The article at a glance

A course taught at Cambridge Judge Business School focusing on the purpose of the finance industry, and hence its critical role in promoting sustainability, wins the annual Page Prize for Sustainability Issues in Business.

A course taught at Cambridge Judge Business School focusing on the purpose of the finance industry, and hence its critical role in promoting sustainability, wins the annual Page Prize for Sustainability Issues in Business.

A course designed at Cambridge Judge Business School by David Pitt-Watson and Ellen Quigley was named grand prize winner of the 13th annual Page Prize for Sustainability Issues in Business by the Darla Moore School of Business at the University of South Carolina.

The course, entitled Purpose of Finance, was designed for the Master of Finance (MFin) programme at Cambridge Judge.

The award reflects the course’s focus on sustainability through a “finance lens” and its “efforts to introduce or substantially upgrade sustainability courses or associated coursework into national and international business school curricula,” the Moore School said.

The award citation said the recipients “set themselves apart by focusing on topics that have not been well-represented in business curricula”. Specifically, the course highlights why the finance industry exists, and its role as an agent of environmental and social change, as well as its more traditional functions. It helps students step back and recognise the many different influences which create a productive finance industry, including the tools to consider effective sustainability strategies.

Dr Ellen Quigley is a Senior Research Associate in Climate Risk & Sustainable Finance at the Centre for the Study of Existential Risk at the University of Cambridge and Advisor to the Chief Financial Officer (Responsible Investment) at the University of Cambridge. David Pitt-Watson has been Pembroke Visiting Professor of Finance and Visiting Fellow at Cambridge Judge.
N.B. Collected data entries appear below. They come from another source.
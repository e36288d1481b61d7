
use registrard::ipc::handle_request;
use serde_json::json;
use test_support::*;

fn seed() -> FakeApi {
    let api = FakeApi::new();
    api.add_student(student(1, "Ada Lovelace", 3.9));
    api.add_student(student(2, "Grace Hopper", 3.9));
    api.add_student(student(3, "Alan Turing", 2.5));
    api.add_faculty(faculty_member(7, "Dr. Byrne"));
    api.add_course(course(10, "CS101", "Intro to Programming", Some(7)));
    api.add_course(course(11, "CS102", "Data Structures", Some(7)));
    api.add_course(course(12, "CS103", "Algorithms", None));
    api.add_enrollment(enrollment(100, 1, 10, Some("A")));
    api.add_enrollment(enrollment(101, 2, 10, Some("A-")));
    api.add_enrollment(enrollment(102, 3, 10, Some("B")));
    api.add_enrollment(enrollment(103, 1, 11, None));
    api.add_enrollment(enrollment(104, 2, 11, Some("B+")));
    api
}

#[tokio::test]
async fn overview_reports_totals_rankings_and_distribution() {
    let (mut state, _api) = state_with(seed());

    let resp = handle_request(&mut state, request("r1", "dashboard.overview", json!({}))).await;
    assert_eq!(resp["ok"], json!(true));
    let result = &resp["result"];

    assert_eq!(result["totals"]["students"], json!(3));
    assert_eq!(result["totals"]["courses"], json!(3));
    assert_eq!(result["totals"]["faculty"], json!(1));
    assert_eq!(result["totals"]["enrollments"], json!(5));

    // Tied gpas keep seed order.
    let top_students = result["topStudents"].as_array().unwrap();
    assert_eq!(top_students[0]["id"], json!(1));
    assert_eq!(top_students[1]["id"], json!(2));
    assert_eq!(top_students[2]["id"], json!(3));

    // Counts come from the enrollment collection, not the stored field.
    let top_courses = result["topCourses"].as_array().unwrap();
    assert_eq!(top_courses[0]["id"], json!(10));
    assert_eq!(top_courses[0]["enrollmentCount"], json!(3));
    assert_eq!(top_courses[1]["id"], json!(11));
    assert_eq!(top_courses[1]["enrollmentCount"], json!(2));

    // Four graded enrollments, one bucket each, ladder order.
    let dist = result["gradeDistribution"].as_array().unwrap();
    let grades: Vec<&str> = dist.iter().map(|b| b["grade"].as_str().unwrap()).collect();
    assert_eq!(grades, vec!["A", "A-", "B+", "B"]);
    for bucket in dist {
        assert_eq!(bucket["count"], json!(1));
        assert_eq!(bucket["percentage"].as_f64(), Some(25.0));
    }
}

#[tokio::test]
async fn department_stats_average_the_stored_gpa() {
    let (mut state, _api) = state_with(seed());

    let resp = handle_request(
        &mut state,
        request("r1", "dashboard.departmentStats", json!({})),
    )
    .await;
    assert_eq!(resp["ok"], json!(true));
    let departments = resp["result"]["departments"].as_array().unwrap();
    assert_eq!(departments.len(), 1);
    assert_eq!(departments[0]["department"], json!("Computer Science"));
    assert_eq!(departments[0]["students"], json!(3));
    assert_eq!(departments[0]["courses"], json!(3));
    assert_eq!(departments[0]["faculty"], json!(1));
    // (3.9 + 3.9 + 2.5) / 3, half-up to two decimals.
    assert_eq!(departments[0]["averageGpa"].as_f64(), Some(3.43));
    assert_eq!(resp["result"]["averageGpa"].as_f64(), Some(3.43));
}

#[tokio::test]
async fn unknown_methods_answer_not_implemented() {
    let (mut state, _api) = state_with(FakeApi::new());

    let resp = handle_request(&mut state, request("r1", "dashboard.refresh", json!({}))).await;
    assert_eq!(resp["ok"], json!(false));
    assert_eq!(resp["error"]["code"], json!("not_implemented"));
    assert_eq!(resp["id"], json!("r1"));
}
use std::path::Path;

use anyhow::Context;

/// One export row: ordered column/value pairs. The first row's keys become
/// the header; later rows are emitted under those columns and missing keys
/// render as empty cells.
pub type Row = Vec<(String, String)>;

pub fn write_csv(path: &Path, rows: &[Row]) -> anyhow::Result<usize> {
    let mut writer = csv::Writer::from_path(path)
        .with_context(|| format!("create {}", path.display()))?;

    if let Some(first) = rows.first() {
        let header: Vec<&str> = first.iter().map(|(k, _)| k.as_str()).collect();
        writer.write_record(&header)?;
        for row in rows {
            let record: Vec<&str> = header
                .iter()
                .map(|col| {
                    row.iter()
                        .find(|(k, _)| k == col)
                        .map(|(_, v)| v.as_str())
                        .unwrap_or("")
                })
                .collect();
            writer.write_record(&record)?;
        }
    }

    writer
        .flush()
        .with_context(|| format!("write {}", path.display()))?;
    Ok(rows.len())
}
“Covered less frequently in business education despite the increasing role sustainability plays in finance, the graduate course offers deep, thought-provoking questions and challenges students to rethink traditional theory,” the award announcement says.

Ellen and David said: “The study of finance must surely begin with an understanding of the purpose of the industry. Only with that in mind can we understand how markets, institutions, competition, regulation, cultures and technology can be combined to create an effective financial eco-system that serves the outside world.”

The award committee made its decision based on course content, originality and ability to replicate across other universities and programmes.